Ockham amplifies and exacerbates the Scotist voluntarism, for although Scoto moderates it with the doctrine of the universal, which grounds the universality of the moral law, Ockham, by removing from universality the rule of speculative truth, abandons the question of truth into the hands of a divine will whose freedom replaces intelligible necessity. Thus, the principle of non-contradiction collapses, and the notion of being shifts from the extreme of Scotist univocity to the opposite extreme of equivocity.
Thus, the Lutheran irrationalism is explained, in which faith does not confirm reason but destroys it. This also explains the absurdity of a God who saves those who do not repent and sends to hell those who consider themselves innocent. The equivocity of being is also the source of a permanent conflict in both thought and personal and social action, as demonstrated by the proliferation of Protestant sects from then to the present and the immense tragedy of the religious wars of the 16th and 17th centuries.
With Luther, the tragic consequences in the fields of theology, morality, and faith of Ockham's ideas become apparent, for Luther declares himself a disciple of Ockham. In the confrontation between Luther and the Thomist Cardinal Gaetano, two Christians who should have been united by faith, we see the two paradigmatic figures, the symbolic images of the conflict between Ockham and Saint Thomas, and the clear demonstration of the impossibility of reconciling Thomism and Occamism, metaphysics with foolishness, realism with empiricism, spirituality with materialism.
But behold, in the climate of renewed unity within the Church thanks to the grand work of the Tridentine reform, after the noisy departure of the Lutherans, we witness the painful phenomenon of the wars between Catholics and Protestants, which will continue until the Peace of Westphalia in 1648.
But at least within the Catholic Church, scholastic philosophy regroups around the common faith, the authority of Saint Thomas is affirmed, and at the same time, the Jesuits, born under the shadow of the Council and with the enthusiasm of knights of faith, promote their master, Francisco Suarez, who joins the ranks of the Dominican Saint Thomas and the Franciscan Duns Scotus. The influence of Ockham remains, as he is at the origins of Luther’s theology.

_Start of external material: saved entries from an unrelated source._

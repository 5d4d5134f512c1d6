//! Per-domain request throttle
//!
//! One `Throttle` is shared by every task issuing requests during a run.
//! It enforces:
//! - at most one in-flight request per domain
//! - an idle gap of base delay plus uniform random jitter between the end
//!   of one request to a domain and the start of the next, no matter which
//!   task sent them

use crate::config::FetcherConfig;
use crate::state::DomainState;
use rand::Rng;
use std::collections::HashMap;
use std::sync::Arc;
use std::time::{Duration, Instant};
use tokio::sync::{Mutex, OwnedMutexGuard};

/// Exclusive right to send one request to a domain
///
/// The domain stays locked until the permit is dropped, so callers must
/// hold it until the response body has been read. Dropping the permit marks
/// the request finished and starts the idle gap.
pub struct DomainPermit {
    domain: String,
    state: OwnedMutexGuard<DomainState>,
}

impl DomainPermit {
    pub fn domain(&self) -> &str {
        &self.domain
    }

    /// Number of requests dispatched to this domain, this one included
    pub fn request_count(&self) -> u32 {
        self.state.request_count
    }
}

impl Drop for DomainPermit {
    fn drop(&mut self) {
        self.state.record_finish(Instant::now());
    }
}

/// Shared rate limiter keyed by domain
pub struct Throttle {
    base_delay: Duration,
    jitter: Duration,
    domains: Mutex<HashMap<String, Arc<Mutex<DomainState>>>>,
}

impl Throttle {
    pub fn new(base_delay: Duration, jitter: Duration) -> Self {
        Self {
            base_delay,
            jitter,
            domains: Mutex::new(HashMap::new()),
        }
    }

    pub fn from_config(config: &FetcherConfig) -> Self {
        Self::new(
            Duration::from_millis(config.base_delay_ms),
            Duration::from_millis(config.jitter_ms),
        )
    }

    /// Waits until a request to `domain` may be sent and claims it
    ///
    /// Callers queue on the domain's lock, then sleep off whatever remains
    /// of the gap owed since the previous request finished.
    pub async fn acquire(&self, domain: &str) -> DomainPermit {
        let slot = {
            let mut domains = self.domains.lock().await;
            Arc::clone(
                domains
                    .entry(domain.to_string())
                    .or_insert_with(|| Arc::new(Mutex::new(DomainState::new()))),
            )
        };

        let mut state = slot.lock_owned().await;

        if let Some(wait) = state.time_until_next_request(Instant::now()) {
            tracing::trace!("Throttling {} for {:?}", domain, wait);
            tokio::time::sleep(wait).await;
        }

        state.record_dispatch(self.next_delay());

        DomainPermit {
            domain: domain.to_string(),
            state,
        }
    }

    /// Base delay plus a fresh jitter sample
    fn next_delay(&self) -> Duration {
        if self.jitter.is_zero() {
            return self.base_delay;
        }
        let jitter_ms = rand::thread_rng().gen_range(0..=self.jitter.as_millis() as u64);
        self.base_delay + Duration::from_millis(jitter_ms)
    }

    /// Total requests recorded for a domain so far
    pub async fn request_count(&self, domain: &str) -> u32 {
        let slot = self.domains.lock().await.get(domain).cloned();
        match slot {
            Some(slot) => slot.lock().await.request_count,
            None => 0,
        }
    }
}
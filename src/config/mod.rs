//! Configuration module for the harvester
//!
//! This module handles loading, parsing, and validating TOML configuration files.
//!
//! # Example
//!
//! ```no_run
//! use calendar_harvest::config::load_config;
//! use std::path::Path;
//!
//! let config = load_config(Path::new("harvest.toml")).unwrap();
//! println!("Harvesting {}", config.site.allowed_domain);
//! ```

mod parser;
mod types;
mod validation;

pub use types::{Config, DatabaseConfig, FetcherConfig, SiteConfig};

pub use parser::{compute_config_hash, load_config, load_config_with_hash};
pub use validation::{is_sql_identifier, validate};
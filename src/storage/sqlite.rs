//! SQLite storage implementation
//!
//! This module provides a SQLite-based implementation of the Storage trait.
//! Every load runs inside a single transaction; the transaction is rolled
//! back when it is dropped without a commit, so any early return through
//! `?` leaves the tables untouched.

use crate::config::{is_sql_identifier, DatabaseConfig};
use crate::records::{Course, Program};
use crate::state::HarvestSnapshot;
use crate::storage::schema::initialize_schema;
use crate::storage::traits::{Storage, StorageError, StorageResult, TableRow};
use crate::storage::{LoadSummary, NewRun, PoolLimits, RunRecord};
use crate::{LoadError, LoadResult};
use rusqlite::{ffi, params, params_from_iter, Connection, ErrorCode, OptionalExtension, Transaction};
use std::path::Path;

/// SQLite storage backend
///
/// SQLite serializes writers itself, so the backend keeps one connection
/// and carries the configured pool limits for reporting.
pub struct SqliteStorage {
    conn: Connection,
    course_table: String,
    program_table: String,
    limits: PoolLimits,
}

impl SqliteStorage {
    /// Opens (or creates) the database file and its tables
    pub fn open(config: &DatabaseConfig) -> StorageResult<Self> {
        let conn = Connection::open(Path::new(&config.path))?;

        conn.execute_batch(
            "
            PRAGMA journal_mode = WAL;
            PRAGMA synchronous = NORMAL;
            PRAGMA temp_store = MEMORY;
        ",
        )?;

        Self::with_connection(conn, config)
    }

    /// Creates an in-memory database (for testing)
    #[cfg(test)]
    pub fn open_in_memory(config: &DatabaseConfig) -> StorageResult<Self> {
        Self::with_connection(Connection::open_in_memory()?, config)
    }

    /// Rejects table names that are not plain SQL identifiers before any
    /// DDL is built from them
    fn with_connection(conn: Connection, config: &DatabaseConfig) -> StorageResult<Self> {
        for table in [&config.course_table, &config.program_table] {
            if !is_sql_identifier(table) {
                return Err(StorageError::InvalidTable(table.clone()));
            }
        }

        initialize_schema(&conn, &config.course_table, &config.program_table)?;

        let limits = PoolLimits::from_config(config);
        tracing::debug!(
            "Database {} ready (max open {}, max idle {}, max lifetime {:?})",
            config.path,
            limits.max_open,
            limits.max_idle,
            limits.max_lifetime
        );

        Ok(Self {
            conn,
            course_table: config.course_table.clone(),
            program_table: config.program_table.clone(),
            limits,
        })
    }

    /// Configured pool limits
    ///
    /// Reported only: the backend always holds exactly one connection, and
    /// these values never size or expire it.
    pub fn pool_limits(&self) -> PoolLimits {
        self.limits
    }

    pub fn course_table(&self) -> &str {
        &self.course_table
    }

    pub fn program_table(&self) -> &str {
        &self.program_table
    }

    /// Inserts every record into `table` in one transaction
    ///
    /// # Returns
    ///
    /// * `Ok(usize)` - Rows inserted; all of them were committed
    /// * `Err(LoadError)` - Nothing was committed
    pub fn load<R: TableRow>(&mut self, table: &str, records: &[R]) -> LoadResult<usize> {
        let tx = self.conn.transaction()?;
        let rows = insert_rows(&tx, table, records)?;
        tx.commit()?;

        tracing::info!("Loaded {} rows into {}", rows, table);
        Ok(rows)
    }

    fn count_rows(&self, table: &str) -> StorageResult<u64> {
        if !is_sql_identifier(table) {
            return Err(StorageError::UnknownTable(table.to_string()));
        }
        let count: i64 = self
            .conn
            .query_row(&format!("SELECT COUNT(*) FROM {}", table), [], |row| {
                row.get(0)
            })?;
        Ok(count as u64)
    }
}

/// Executes one insert per record inside an open transaction
fn insert_rows<R: TableRow>(tx: &Transaction<'_>, table: &str, records: &[R]) -> LoadResult<usize> {
    if !is_sql_identifier(table) {
        return Err(LoadError::InvalidTable(table.to_string()));
    }

    let placeholders = (1..=R::COLUMNS.len())
        .map(|i| format!("?{}", i))
        .collect::<Vec<_>>()
        .join(", ");
    let sql = format!(
        "INSERT INTO {} ({}) VALUES ({})",
        table,
        R::COLUMNS.join(", "),
        placeholders
    );

    let mut stmt = tx.prepare(&sql)?;
    let mut rows = 0;
    for record in records {
        rows += stmt
            .execute(params_from_iter(record.values()))
            .map_err(|e| classify_insert_error(e, table, record.key()))?;
    }
    Ok(rows)
}

/// Maps key collisions to `LoadError::Conflict`
fn classify_insert_error(error: rusqlite::Error, table: &str, key: &str) -> LoadError {
    if is_key_conflict(&error) {
        tracing::warn!("Key {} already present in {}, rolling back", key, table);
        LoadError::Conflict {
            table: table.to_string(),
            key: key.to_string(),
        }
    } else {
        tracing::warn!("Insert of {} into {} failed, rolling back: {}", key, table, error);
        LoadError::Sqlite(error)
    }
}

fn is_key_conflict(error: &rusqlite::Error) -> bool {
    matches!(
        error,
        rusqlite::Error::SqliteFailure(e, _)
            if e.code == ErrorCode::ConstraintViolation
                && (e.extended_code == ffi::SQLITE_CONSTRAINT_PRIMARYKEY
                    || e.extended_code == ffi::SQLITE_CONSTRAINT_UNIQUE)
    )
}

impl Storage for SqliteStorage {
    // ===== Loading =====

    fn load_courses(&mut self, courses: &[Course]) -> LoadResult<usize> {
        let table = self.course_table.clone();
        self.load(&table, courses)
    }

    fn load_programs(&mut self, programs: &[Program]) -> LoadResult<usize> {
        let table = self.program_table.clone();
        self.load(&table, programs)
    }

    fn load_harvest(
        &mut self,
        snapshot: &HarvestSnapshot,
        run: &NewRun,
    ) -> LoadResult<LoadSummary> {
        let tx = self.conn.transaction()?;

        let courses = insert_rows(&tx, &self.course_table, &snapshot.courses)?;
        let programs = insert_rows(&tx, &self.program_table, &snapshot.programs)?;

        tx.execute(
            "INSERT INTO harvest_runs
             (started_at, finished_at, config_hash, course_count, program_count, failed_subject_areas)
             VALUES (?1, ?2, ?3, ?4, ?5, ?6)",
            params![
                run.started_at.to_rfc3339(),
                run.finished_at.to_rfc3339(),
                run.config_hash,
                courses as i64,
                programs as i64,
                run.failed_subject_areas as i64,
            ],
        )?;
        let run_id = tx.last_insert_rowid();

        tx.commit()?;

        tracing::info!(
            "Committed run {}: {} courses into {}, {} programs into {}",
            run_id,
            courses,
            self.course_table,
            programs,
            self.program_table
        );

        Ok(LoadSummary {
            courses,
            programs,
            run_id,
        })
    }

    // ===== Statistics =====

    fn count_courses(&self) -> StorageResult<u64> {
        self.count_rows(&self.course_table)
    }

    fn count_programs(&self) -> StorageResult<u64> {
        self.count_rows(&self.program_table)
    }

    fn get_latest_run(&self) -> StorageResult<Option<RunRecord>> {
        let mut stmt = self.conn.prepare(
            "SELECT id, started_at, finished_at, config_hash, course_count, program_count,
             failed_subject_areas FROM harvest_runs ORDER BY id DESC LIMIT 1",
        )?;

        let run = stmt
            .query_row([], |row| {
                Ok(RunRecord {
                    id: row.get(0)?,
                    started_at: row.get(1)?,
                    finished_at: row.get(2)?,
                    config_hash: row.get(3)?,
                    course_count: row.get::<_, i64>(4)? as u64,
                    program_count: row.get::<_, i64>(5)? as u64,
                    failed_subject_areas: row.get::<_, i64>(6)? as u64,
                })
            })
            .optional()?;

        Ok(run)
    }
}
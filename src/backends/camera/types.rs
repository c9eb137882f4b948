// SPDX-License-Identifier: GPL-3.0-only
// Shared types for camera backend abstraction

//! Shared types for camera backends

use serde::{Deserialize, Serialize};
use std::sync::Arc;

/// Pixel storage shared between a frame and the decode input derived from it
///
/// Cloning only bumps a reference count, so the analyzer can hand the pixels to
/// an async decoder without copying them while the frame itself stays owned by
/// the analysis path.
#[derive(Clone)]
pub struct FrameData(Arc<[u8]>);

impl FrameData {
    /// Length of the frame data in bytes
    pub fn len(&self) -> usize {
        self.0.len()
    }

    /// Check if the frame data is empty
    pub fn is_empty(&self) -> bool {
        self.0.is_empty()
    }
}

impl From<Vec<u8>> for FrameData {
    fn from(data: Vec<u8>) -> Self {
        FrameData(Arc::from(data))
    }
}

impl From<Arc<[u8]>> for FrameData {
    fn from(data: Arc<[u8]>) -> Self {
        FrameData(data)
    }
}

impl std::fmt::Debug for FrameData {
    fn fmt(&self, f: &mut std::fmt::Formatter<'_>) -> std::fmt::Result {
        write!(f, "FrameData({} bytes)", self.0.len())
    }
}

impl AsRef<[u8]> for FrameData {
    fn as_ref(&self) -> &[u8] {
        &self.0
    }
}

impl std::ops::Deref for FrameData {
    type Target = [u8];

    fn deref(&self) -> &[u8] {
        &self.0
    }
}

/// Sensor rotation in degrees (clockwise)
///
/// Camera sensors are usually mounted rotated relative to the device's natural
/// orientation. Frames are delivered in sensor orientation; the rotation tells
/// consumers how to turn them upright.
#[derive(Debug, Clone, Copy, PartialEq, Eq, Default, Serialize, Deserialize)]
pub enum SensorRotation {
    /// No rotation (sensor is oriented correctly)
    #[default]
    None,
    /// 90 degrees clockwise
    Rotate90,
    /// 180 degrees (upside down)
    Rotate180,
    /// 270 degrees clockwise (90 degrees counter-clockwise)
    Rotate270,
}

impl SensorRotation {
    /// Get the rotation in degrees
    pub fn degrees(&self) -> u32 {
        match self {
            SensorRotation::None => 0,
            SensorRotation::Rotate90 => 90,
            SensorRotation::Rotate180 => 180,
            SensorRotation::Rotate270 => 270,
        }
    }

    /// Check if rotation swaps width and height
    pub fn swaps_dimensions(&self) -> bool {
        self.degrees() % 180 != 0
    }

    /// Map a point of a `width` x `height` sensor image into the upright image
    pub fn to_upright(&self, x: f32, y: f32, width: u32, height: u32) -> (f32, f32) {
        let (w, h) = (width as f32, height as f32);
        match self {
            SensorRotation::None => (x, y),
            SensorRotation::Rotate90 => (h - y, x),
            SensorRotation::Rotate180 => (w - x, h - y),
            SensorRotation::Rotate270 => (y, w - x),
        }
    }
}

impl std::fmt::Display for SensorRotation {
    fn fmt(&self, f: &mut std::fmt::Formatter<'_>) -> std::fmt::Result {
        write!(f, "{}°", self.degrees())
    }
}

/// Pixel format for camera frames
#[derive(Debug, Clone, Copy, PartialEq, Eq, Hash, Serialize, Deserialize)]
pub enum PixelFormat {
    /// RGBA - 32-bit with alpha (4 bytes per pixel)
    RGBA,
    /// BGRA - 32-bit with alpha (B G R A byte order)
    BGRA,
    /// RGB24 - 24-bit RGB (3 bytes per pixel, no alpha)
    RGB24,
    /// Gray8 - 8-bit grayscale (single channel)
    Gray8,
    /// NV12 - Semi-planar 4:2:0 (Y plane + interleaved UV plane)
    NV12,
    /// NV21 - Semi-planar 4:2:0 (Y plane + interleaved VU plane)
    /// The usual output of mobile camera analysis streams
    NV21,
    /// I420 - Planar 4:2:0 (separate Y, U, V planes)
    I420,
}

impl PixelFormat {
    /// Check if this format is a YUV format (luma plane first)
    pub fn is_yuv(&self) -> bool {
        matches!(self, Self::NV12 | Self::NV21 | Self::I420)
    }

    /// Bytes per pixel of the first (or only) plane
    pub fn plane_bytes_per_pixel(&self) -> u32 {
        match self {
            Self::RGBA | Self::BGRA => 4,
            Self::RGB24 => 3,
            Self::Gray8 | Self::NV12 | Self::NV21 | Self::I420 => 1,
        }
    }

    /// Minimum buffer length for a frame of this format
    ///
    /// `stride` is the row stride of the first plane. Chroma planes of the
    /// 4:2:0 formats are assumed tightly packed behind the luma plane.
    pub fn required_len(&self, width: u32, height: u32, stride: u32) -> usize {
        let first_plane = stride as usize * height as usize;
        if self.is_yuv() {
            let chroma_w = width.div_ceil(2) as usize;
            let chroma_h = height.div_ceil(2) as usize;
            first_plane + chroma_w * chroma_h * 2
        } else {
            first_plane
        }
    }
}

/// Which way the requested camera faces
#[derive(Debug, Clone, Copy, PartialEq, Eq, Default, Serialize, Deserialize)]
#[serde(rename_all = "snake_case")]
pub enum CameraFacing {
    Front,
    #[default]
    Back,
}

impl std::fmt::Display for CameraFacing {
    fn fmt(&self, f: &mut std::fmt::Formatter<'_>) -> std::fmt::Result {
        match self {
            CameraFacing::Front => write!(f, "front"),
            CameraFacing::Back => write!(f, "back"),
        }
    }
}

/// Output resolution in pixels
#[derive(Debug, Clone, Copy, PartialEq, Eq, Serialize, Deserialize)]
pub struct Resolution {
    pub width: u32,
    pub height: u32,
}

impl Resolution {
    pub fn new(width: u32, height: u32) -> Self {
        Self { width, height }
    }
}

impl std::fmt::Display for Resolution {
    fn fmt(&self, f: &mut std::fmt::Formatter<'_>) -> std::fmt::Result {
        write!(f, "{}x{}", self.width, self.height)
    }
}

/// Torch state as reported to callers
///
/// The raw values (-1, 0, 1) are what host bindings expect on the wire.
#[derive(Debug, Clone, Copy, PartialEq, Eq, Serialize, Deserialize)]
#[serde(rename_all = "snake_case")]
pub enum TorchState {
    /// The bound camera has no flash unit
    Unavailable,
    Off,
    On,
}

impl TorchState {
    pub fn from_enabled(enabled: bool) -> Self {
        if enabled { TorchState::On } else { TorchState::Off }
    }

    pub fn as_raw(&self) -> i32 {
        match self {
            TorchState::Unavailable => -1,
            TorchState::Off => 0,
            TorchState::On => 1,
        }
    }
}

/// Handle of a preview surface created by the backend for the host UI
#[derive(Debug, Clone, Copy, PartialEq, Eq, Hash)]
pub struct RenderTarget {
    pub id: u64,
}

/// Opaque id of an observer or listener registration
#[derive(Debug, Clone, Copy, PartialEq, Eq, Hash)]
pub struct RegistrationId(pub u64);

/// Parameters for binding a camera to a preview target and an analysis sink
#[derive(Debug, Clone)]
pub struct BindRequest {
    pub facing: CameraFacing,
    pub target_resolution: Option<Resolution>,
    pub render_target: RenderTarget,
}

/// State change pushed by a bound camera
#[derive(Debug, Clone, Copy, PartialEq)]
pub enum CameraStateChange {
    /// Torch switched on or off
    Torch(bool),
    /// Zoom changed; `linear` is normalised to 0.0..=1.0
    Zoom { ratio: f32, linear: f32 },
}

/// Callback invoked by the backend for camera state changes
pub type CameraStateObserver = Box<dyn Fn(CameraStateChange) + Send + Sync>;

type ReleaseHook = Box<dyn FnOnce() + Send>;

/// A single frame from the camera
///
/// A frame has exactly one owner. Its release hook (returning the buffer to the
/// producer) runs when the frame is dropped, so every path that consumes a frame
/// releases it exactly once.
pub struct CameraFrame {
    pub width: u32,
    pub height: u32,
    pub data: FrameData,
    pub format: PixelFormat,
    /// Row stride of the first plane in bytes
    pub stride: u32,
    /// Sensor rotation the frame was captured with
    pub rotation: SensorRotation,
    pub sequence: u64,
    release: Option<ReleaseHook>,
}

impl CameraFrame {
    /// Create a frame with a tightly packed first plane
    pub fn new(width: u32, height: u32, format: PixelFormat, data: impl Into<FrameData>) -> Self {
        Self {
            width,
            height,
            data: data.into(),
            format,
            stride: width * format.plane_bytes_per_pixel(),
            rotation: SensorRotation::None,
            sequence: 0,
            release: None,
        }
    }

    pub fn with_rotation(mut self, rotation: SensorRotation) -> Self {
        self.rotation = rotation;
        self
    }

    pub fn with_stride(mut self, stride: u32) -> Self {
        self.stride = stride;
        self
    }

    pub fn with_sequence(mut self, sequence: u64) -> Self {
        self.sequence = sequence;
        self
    }

    /// Attach the hook that returns the buffer to its producer
    pub fn with_release<F>(mut self, release: F) -> Self
    where
        F: FnOnce() + Send + 'static,
    {
        self.release = Some(Box::new(release));
        self
    }

    /// True when the buffer is present and large enough for the declared layout
    pub fn is_valid(&self) -> bool {
        self.width > 0
            && self.height > 0
            && self.stride >= self.width * self.format.plane_bytes_per_pixel()
            && self.data.len() >= self.format.required_len(self.width, self.height, self.stride)
    }

    /// Release the frame now
    pub fn release(self) {
        drop(self);
    }
}

impl Drop for CameraFrame {
    fn drop(&mut self) {
        if let Some(release) = self.release.take() {
            release();
        }
    }
}

impl std::fmt::Debug for CameraFrame {
    fn fmt(&self, f: &mut std::fmt::Formatter<'_>) -> std::fmt::Result {
        f.debug_struct("CameraFrame")
            .field("width", &self.width)
            .field("height", &self.height)
            .field("format", &self.format)
            .field("stride", &self.stride)
            .field("rotation", &self.rotation)
            .field("sequence", &self.sequence)
            .field("data", &self.data)
            .finish()
    }
}

/// Result type for backend operations
pub type BackendResult<T> = Result<T, BackendError>;

/// Error types for backend operations
#[derive(Debug, Clone, thiserror::Error)]
pub enum BackendError {
    /// Backend (camera provider) could not be reached
    #[error("Backend not available: {0}")]
    NotAvailable(String),
    /// No camera matched the request
    #[error("Device not found: {0}")]
    DeviceNotFound(String),
    /// Use cases could not be bound to the camera
    #[error("Bind failed: {0}")]
    BindFailed(String),
    /// Operation not supported by the bound camera
    #[error("Not supported: {0}")]
    Unsupported(String),
    /// General I/O error
    #[error("I/O error: {0}")]
    IoError(String),
    #[error("Error: {0}")]
    Other(String),
}
// SPDX-License-Identifier: GPL-3.0-only

//! Decode rate limiting for `Normal` detection mode

use std::sync::Mutex;
use std::time::{Duration, Instant};

/// Enforces a minimum interval between decode dispatches
///
/// The cooldown starts when a decode is dispatched, not when it completes.
#[derive(Debug)]
pub struct RateGovernor {
    timeout: Duration,
    cooldown_until: Mutex<Option<Instant>>,
}

impl RateGovernor {
    pub fn new(timeout: Duration) -> Self {
        Self {
            timeout,
            cooldown_until: Mutex::new(None),
        }
    }

    /// Try to dispatch at `now`; starts a new cooldown on success
    pub fn try_acquire(&self, now: Instant) -> bool {
        let mut until = self
            .cooldown_until
            .lock()
            .unwrap_or_else(|poisoned| poisoned.into_inner());
        if until.is_some_and(|deadline| now < deadline) {
            return false;
        }
        *until = Some(now + self.timeout);
        true
    }
}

( Note from the translator: Francisco Suárez, S.J. (1548–1617), was a major Jesuit philosopher and theologian of the so-called "Second Scholasticism." Though deeply influential in Catholic thought and political theory, his project was marked by an effort to synthesize elements of Aquinas, Scotus, and Ockham. In doing so, Suárez reinterpreted the Thomistic doctrine of esse (act of being), subordinating it to essence, and introduced a conception of being that emphasized possibility over act. His metaphysics, while attentive to Thomas, is here critically assessed as ultimately diverging from Thomistic realism by resolving being into a merely conceptual or potential order.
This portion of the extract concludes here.